“Eu a amei antes de tudo acontecer, e vou continuar amando. Agora, não consigo culpar ninguém. Só tenho que agradecê-la por ter me amado também”. O desabafo emocionado é do servidor Douglas Francisco Alves, de 48 anos, após perder a mulher Roseli Christianini Martins, de 34, que lutava há quatro meses contra o câncer, mas não resistiu e morreu na última quarta-feira (30).

Roseli foi identificada com sete tumores, após ser submetida a exames em Praia Grande, no litoral de São Paulo. Um deles, situado no ovário, media cerca de 20 cm, ocasionando o acúmulo de líquidos e o crescimento da barriga dela, tanto que algumas pessoas a confundiam com uma mulher grávida. Sem conseguir tratamento na rede pública, ela acabou pedindo ajuda em um vídeo, que viralizou.

“Estou tentando ficar bem, mas é difícil. Quando eu a vi pela última vez, no começo da semana, mal conseguia falar comigo. Ela disse para mim: ‘Meu nego, você está aí?’. Eu respondi: ‘Sim, minha nega véia’. Ela estava quase inconsciente e os remédios não faziam efeito”, contou o funcionário público, casado com ela há oito anos.

Douglas disse que, diante da gravidade do quadro, já estava esperando o pior, mas tinha esperança. “A gente achou que com os exames ela conseguiria fazer uma cirurgia. Mas, do jeito que eu a vi, percebi que a situação tinha se agravado. Os médicos fizeram o que puderam, apesar de tudo”, desabafou.

Apenas na quinta-feira (31) à noite ele conseguiu voltar para casa, após o ocorrido. “Vai ficar a lembrança. Eu tenho três filhos e ela tinha outros três, todos de outros casamentos. Mas ela me amou de verdade. Foi guerreira, e quando eu fiquei doente, disse para eu não me entregar”, revelou Douglas, que tem glaucoma.

Sobre a possível demora no diagnóstico, no atendimento e na transferência a um hospital referência que pudesse fazer o tratamento, o funcionário público diz não ter condições de responsabilizar ninguém. “Agora, eu não consigo culpar ninguém. Minha mulher descansou. Sofreu por quatro meses e não tinha mais o que fazer”, lamentou.

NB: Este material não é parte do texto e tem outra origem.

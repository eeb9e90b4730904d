//! Credit ledger operations.
//!
//! Every balance change goes through `Store::apply_ledger_entry`, which checks
//! sufficiency, updates the balance and appends the transaction row in one
//! atomic unit. This module adds input validation and the user-facing
//! shapes on top.

use std::sync::Arc;

use chrono::{DateTime, Utc};
use serde::Serialize;

use genledger_core::{CreditTransaction, TransactionId, TransactionType, User, UserId};
use genledger_store::{LedgerUpdate, Store};

use crate::error::ApiError;

/// Result of a successful deduction.
#[derive(Debug, Clone, Serialize)]
pub struct Deduction {
    /// Balance after the deduction.
    pub remaining: i64,
    /// Lifetime credits used after the deduction.
    pub used: i64,
    /// Credits deducted.
    pub deducted: i64,
    /// The appended USAGE row.
    pub transaction_id: TransactionId,
}

/// A user's balance.
#[derive(Debug, Clone, Serialize)]
pub struct Balance {
    /// Credits available to spend.
    pub available: i64,
    /// Lifetime credits used.
    pub used: i64,
    /// `available + used`.
    pub total: i64,
    /// Last balance change.
    pub updated_at: DateTime<Utc>,
}

impl From<&User> for Balance {
    fn from(user: &User) -> Self {
        Self {
            available: user.credits,
            used: user.total_credits_used,
            total: user.credits.saturating_add(user.total_credits_used),
            updated_at: user.credits_updated_at,
        }
    }
}

/// The credit ledger.
#[derive(Clone)]
pub struct CreditLedger {
    store: Arc<dyn Store>,
    signup_credits: i64,
}

impl CreditLedger {
    /// Create a ledger over `store`, granting `signup_credits` to new users.
    #[must_use]
    pub fn new(store: Arc<dyn Store>, signup_credits: i64) -> Self {
        Self {
            store,
            signup_credits,
        }
    }

    /// Fetch the user for an identity subject, creating it on first sight.
    ///
    /// Concurrent first requests for one subject resolve to the same user.
    pub async fn ensure_user(&self, external_id: &str) -> Result<User, ApiError> {
        if let Some(user) = self.store.get_user_by_external_id(external_id).await? {
            return Ok(user);
        }

        let user = self
            .store
            .insert_user(&User::new(external_id, self.signup_credits))
            .await?;
        tracing::info!(
            user_id = %user.id,
            external_id = %external_id,
            credits = user.credits,
            "User created"
        );
        Ok(user)
    }

    /// Remove `amount` credits.
    ///
    /// Fails with `InsufficientCredits` when the balance is short; nothing
    /// changes in that case.
    pub async fn deduct(
        &self,
        user_id: &UserId,
        amount: i64,
        description: impl Into<String>,
        metadata: serde_json::Value,
    ) -> Result<Deduction, ApiError> {
        ensure_positive(amount)?;

        let entry = CreditTransaction::usage(*user_id, amount, description, metadata);
        let LedgerUpdate { user, transaction } = self.store.apply_ledger_entry(&entry).await?;

        tracing::debug!(
            user_id = %user_id,
            amount = amount,
            remaining = user.credits,
            transaction_id = %transaction.id,
            "Credits deducted"
        );

        Ok(Deduction {
            remaining: user.credits,
            used: user.total_credits_used,
            deducted: amount,
            transaction_id: transaction.id,
        })
    }

    /// Add `amount` credits as a PURCHASE, REFUND or BONUS.
    pub async fn credit(
        &self,
        user_id: &UserId,
        amount: i64,
        transaction_type: TransactionType,
        description: impl Into<String>,
        metadata: serde_json::Value,
    ) -> Result<LedgerUpdate, ApiError> {
        ensure_positive(amount)?;
        if !transaction_type.is_credit() {
            return Err(ApiError::BadRequest(format!(
                "{} cannot add credits",
                transaction_type.as_str()
            )));
        }

        let entry =
            CreditTransaction::credit(*user_id, amount, transaction_type, description, metadata);
        let update = self.store.apply_ledger_entry(&entry).await?;

        tracing::info!(
            user_id = %user_id,
            amount = amount,
            transaction_type = transaction_type.as_str(),
            balance = update.user.credits,
            "Credits added"
        );

        Ok(update)
    }

    /// Read a user's balance.
    pub async fn get_balance(&self, user_id: &UserId) -> Result<Balance, ApiError> {
        let user = self
            .store
            .get_user(user_id)
            .await?
            .ok_or_else(|| ApiError::NotFound(format!("user not found: {user_id}")))?;
        Ok(Balance::from(&user))
    }

    /// A page of the user's transactions, newest first.
    pub async fn list_transactions(
        &self,
        user_id: &UserId,
        limit: usize,
        offset: usize,
    ) -> Result<Vec<CreditTransaction>, ApiError> {
        Ok(self
            .store
            .list_transactions_by_user(user_id, limit, offset)
            .await?)
    }
}

fn ensure_positive(amount: i64) -> Result<(), ApiError> {
    if amount <= 0 {
        return Err(ApiError::BadRequest(format!(
            "amount must be positive, got {amount}"
        )));
    }
    Ok(())
}
//! Service configuration.

use serde::Deserialize;
use std::path::Path;

use genledger_core::{JobPricing, DEFAULT_SIGNUP_CREDITS};

use crate::worker::client::DISPATCH_TIMEOUT;

/// Default Paystack API base URL.
pub const PAYSTACK_DEFAULT_BASE_URL: &str = "https://api.paystack.co";

/// Service configuration loaded from environment variables.
#[derive(Debug, Clone)]
pub struct ServiceConfig {
    /// Address to listen on (default: "0.0.0.0:8080").
    pub listen_addr: String,

    /// PostgreSQL URL. Unset selects the in-memory store.
    pub database_url: Option<String>,

    /// Maximum pooled database connections.
    pub database_max_connections: u32,

    /// Shared HS256 secret for identity tokens.
    pub auth_jwt_secret: Option<String>,

    /// JWKS endpoint for RS256 identity tokens.
    pub auth_jwks_url: Option<String>,

    /// Expected token issuer, if checked.
    pub auth_issuer: Option<String>,

    /// Expected token audience, if checked.
    pub auth_audience: Option<String>,

    /// Admin API key for privileged endpoints.
    pub admin_api_key: Option<String>,

    /// Generation worker base URL.
    pub worker_url: Option<String>,

    /// API key sent to the worker.
    pub worker_api_key: Option<String>,

    /// Secret the worker signs callbacks with.
    pub worker_webhook_secret: Option<String>,

    /// Public base URL the worker calls back to.
    pub callback_base_url: String,

    /// Paystack secret key (also the webhook signing secret).
    pub paystack_secret_key: Option<String>,

    /// Paystack API base URL.
    pub paystack_base_url: String,

    /// Currency sent with checkouts.
    pub currency: String,

    /// Minor currency units per credit.
    pub credit_price_minor: i64,

    /// Credits granted to a new user.
    pub signup_credits: i64,

    /// Per-kind job prices.
    pub pricing: JobPricing,

    /// Refund the job cost when dispatch fails.
    pub refund_on_dispatch_failure: bool,

    /// How long a processed callback key stays claimed.
    pub idempotency_window_seconds: u64,

    /// How often expired callback keys are purged.
    pub idempotency_sweep_interval_seconds: u64,

    /// Lifetime of presigned download URLs.
    pub presign_ttl_seconds: u64,

    /// S3 bucket. Unset selects the in-memory object store.
    pub s3_bucket: Option<String>,

    /// Custom S3-compatible endpoint (`MinIO` etc.).
    pub s3_endpoint: Option<String>,

    /// CORS allowed origins.
    pub cors_origins: Vec<String>,

    /// Maximum request body size in bytes.
    pub max_body_bytes: usize,

    /// Request timeout in seconds. Must exceed the worker dispatch timeout.
    pub request_timeout_seconds: u64,

    /// Largest artifact downloaded from a worker URL.
    pub max_artifact_bytes: u64,
}

/// Configuration rejected at startup.
#[derive(Debug, thiserror::Error)]
pub enum ConfigError {
    /// The request timeout would cut off a dispatch still in flight.
    #[error(
        "REQUEST_TIMEOUT_SECONDS ({request}) must be greater than the worker dispatch timeout ({dispatch}s)"
    )]
    RequestTimeoutTooShort {
        /// Configured request timeout.
        request: u64,
        /// Worker dispatch timeout.
        dispatch: u64,
    },

    /// Artifacts could never be stored.
    #[error("MAX_ARTIFACT_BYTES must be positive")]
    ZeroArtifactLimit,
}

/// Paystack secrets file structure.
#[derive(Debug, Deserialize)]
struct PaystackSecrets {
    secret_key: String,
    #[serde(default)]
    base_url: Option<String>,
}

impl ServiceConfig {
    /// Load configuration from environment variables and secrets files.
    #[must_use]
    pub fn from_env() -> Self {
        let defaults = Self::default();
        let (paystack_secret_key, paystack_base_url) = load_paystack_secrets();

        Self {
            listen_addr: std::env::var("LISTEN_ADDR").unwrap_or(defaults.listen_addr),
            database_url: env_opt("DATABASE_URL"),
            database_max_connections: env_parse("DATABASE_MAX_CONNECTIONS")
                .unwrap_or(defaults.database_max_connections),
            auth_jwt_secret: env_opt("AUTH_JWT_SECRET"),
            auth_jwks_url: env_opt("AUTH_JWKS_URL"),
            auth_issuer: env_opt("AUTH_ISSUER"),
            auth_audience: env_opt("AUTH_AUDIENCE"),
            admin_api_key: env_opt("ADMIN_API_KEY"),
            worker_url: env_opt("WORKER_URL"),
            worker_api_key: env_opt("WORKER_API_KEY"),
            worker_webhook_secret: env_opt("WORKER_WEBHOOK_SECRET"),
            callback_base_url: std::env::var("CALLBACK_BASE_URL")
                .unwrap_or(defaults.callback_base_url),
            paystack_secret_key,
            paystack_base_url: paystack_base_url.unwrap_or(defaults.paystack_base_url),
            currency: std::env::var("CURRENCY").unwrap_or(defaults.currency),
            credit_price_minor: env_parse("CREDIT_PRICE_MINOR")
                .filter(|price| *price > 0)
                .unwrap_or(defaults.credit_price_minor),
            signup_credits: env_parse("SIGNUP_CREDITS").unwrap_or(defaults.signup_credits),
            pricing: JobPricing {
                image: env_parse("PRICE_IMAGE").unwrap_or(defaults.pricing.image),
                video: env_parse("PRICE_VIDEO").unwrap_or(defaults.pricing.video),
                blog: env_parse("PRICE_BLOG").unwrap_or(defaults.pricing.blog),
                book: env_parse("PRICE_BOOK").unwrap_or(defaults.pricing.book),
            },
            refund_on_dispatch_failure: env_parse("REFUND_ON_DISPATCH_FAILURE")
                .unwrap_or(defaults.refund_on_dispatch_failure),
            idempotency_window_seconds: env_parse("IDEMPOTENCY_WINDOW_SECONDS")
                .unwrap_or(defaults.idempotency_window_seconds),
            idempotency_sweep_interval_seconds: env_parse("IDEMPOTENCY_SWEEP_INTERVAL_SECONDS")
                .unwrap_or(defaults.idempotency_sweep_interval_seconds),
            presign_ttl_seconds: env_parse("PRESIGN_TTL_SECONDS")
                .unwrap_or(defaults.presign_ttl_seconds),
            s3_bucket: env_opt("S3_BUCKET"),
            s3_endpoint: env_opt("S3_ENDPOINT"),
            cors_origins: std::env::var("CORS_ORIGINS")
                .unwrap_or_else(|_| "*".into())
                .split(',')
                .map(|s| s.trim().to_string())
                .collect(),
            max_body_bytes: env_parse("MAX_BODY_BYTES").unwrap_or(defaults.max_body_bytes),
            request_timeout_seconds: env_parse("REQUEST_TIMEOUT_SECONDS")
                .unwrap_or(defaults.request_timeout_seconds),
            max_artifact_bytes: env_parse("MAX_ARTIFACT_BYTES")
                .unwrap_or(defaults.max_artifact_bytes),
        }
    }

    /// Reject settings the service cannot run safely with.
    pub fn validate(&self) -> Result<(), ConfigError> {
        let dispatch = DISPATCH_TIMEOUT.as_secs();
        if self.request_timeout_seconds <= dispatch {
            return Err(ConfigError::RequestTimeoutTooShort {
                request: self.request_timeout_seconds,
                dispatch,
            });
        }
        if self.max_artifact_bytes == 0 {
            return Err(ConfigError::ZeroArtifactLimit);
        }
        Ok(())
    }
}

fn env_opt(key: &str) -> Option<String> {
    std::env::var(key).ok().filter(|v| !v.trim().is_empty())
}

fn env_parse<T: std::str::FromStr>(key: &str) -> Option<T> {
    std::env::var(key).ok().and_then(|s| s.trim().parse().ok())
}

/// Load Paystack secrets from file or environment.
fn load_paystack_secrets() -> (Option<String>, Option<String>) {
    let secret_paths = [
        ".secrets/paystack.json",
        "genledger/.secrets/paystack.json",
        "../.secrets/paystack.json",
    ];

    for path in &secret_paths {
        if let Ok(secrets) = load_secrets_file::<PaystackSecrets>(path) {
            tracing::info!(path = %path, "Loaded Paystack secrets from file");
            return (Some(secrets.secret_key), secrets.base_url);
        }
    }

    tracing::debug!("Paystack secrets file not found, using environment variables");
    (env_opt("PAYSTACK_SECRET_KEY"), env_opt("PAYSTACK_BASE_URL"))
}

/// Load secrets from a JSON file.
fn load_secrets_file<T: serde::de::DeserializeOwned>(path: &str) -> Result<T, std::io::Error> {
    let path = Path::new(path);
    if !path.exists() {
        return Err(std::io::Error::new(
            std::io::ErrorKind::NotFound,
            "Secrets file not found",
        ));
    }
    let contents = std::fs::read_to_string(path)?;
    serde_json::from_str(&contents)
        .map_err(|e| std::io::Error::new(std::io::ErrorKind::InvalidData, e))
}

impl Default for ServiceConfig {
    fn default() -> Self {
        Self {
            listen_addr: "0.0.0.0:8080".into(),
            database_url: None,
            database_max_connections: 10,
            auth_jwt_secret: None,
            auth_jwks_url: None,
            auth_issuer: None,
            auth_audience: None,
            admin_api_key: None,
            worker_url: None,
            worker_api_key: None,
            worker_webhook_secret: None,
            callback_base_url: "http://localhost:8080".into(),
            paystack_secret_key: None,
            paystack_base_url: PAYSTACK_DEFAULT_BASE_URL.into(),
            currency: "NGN".into(),
            credit_price_minor: 100,
            signup_credits: DEFAULT_SIGNUP_CREDITS,
            pricing: JobPricing::default(),
            refund_on_dispatch_failure: false,
            idempotency_window_seconds: 300,
            idempotency_sweep_interval_seconds: 60,
            presign_ttl_seconds: 3600,
            s3_bucket: None,
            s3_endpoint: None,
            cors_origins: vec!["*".into()],
            max_body_bytes: 1024 * 1024,
            request_timeout_seconds: 60,
            max_artifact_bytes: 512 * 1024 * 1024,
        }
    }
}
//! Object storage for generated files.
//!
//! Objects live under structured `StorageKey`s
//! (`user_{owner}/{kind}/{resource}/{file}`). Backends never check
//! ownership themselves: callers compare the parsed owner before any read,
//! write or delete.

pub mod memory;
#[cfg(feature = "s3")]
pub mod s3;

pub use memory::MemoryObjectStore;
#[cfg(feature = "s3")]
pub use s3::S3ObjectStore;

use async_trait::async_trait;
use bytes::Bytes;
use std::time::Duration;

use genledger_core::StorageKey;

use crate::error::ApiError;

/// Error type for object storage operations.
#[derive(Debug, thiserror::Error)]
pub enum StorageError {
    /// No object under the key.
    #[error("object not found: {0}")]
    NotFound(String),

    /// The backend failed.
    #[error("object storage error: {0}")]
    Backend(String),
}

impl From<StorageError> for ApiError {
    fn from(err: StorageError) -> Self {
        match err {
            StorageError::NotFound(key) => Self::NotFound(format!("object not found: {key}")),
            StorageError::Backend(msg) => Self::UpstreamUnavailable {
                message: msg,
                details: None,
            },
        }
    }
}

/// Key-addressed blob store.
#[async_trait]
pub trait ObjectStore: Send + Sync {
    /// Write an object, replacing any previous one.
    async fn put(&self, key: &StorageKey, body: Bytes, content_type: &str)
        -> Result<(), StorageError>;

    /// Read an object.
    async fn get(&self, key: &StorageKey) -> Result<Bytes, StorageError>;

    /// A time-limited download URL.
    async fn presign_get(&self, key: &StorageKey, ttl: Duration) -> Result<String, StorageError>;

    /// Delete an object. Deleting a missing object is not an error.
    async fn delete(&self, key: &StorageKey) -> Result<(), StorageError>;

    /// Raw keys under `prefix`, sorted.
    async fn list(&self, prefix: &str) -> Result<Vec<String>, StorageError>;
}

Sem ter condições financeiras, mas com a ajuda de conhecidos, ele conseguiu fazer a liberação do corpo da mulher e preparar a cerimônia fúnebre, que ocorrerá nesta sexta-feira (1º). O corpo de Roseli será velado no Cemitério Municipal de Praia Grande e o sepultamento deverá ocorrer em seguida, no mesmo local.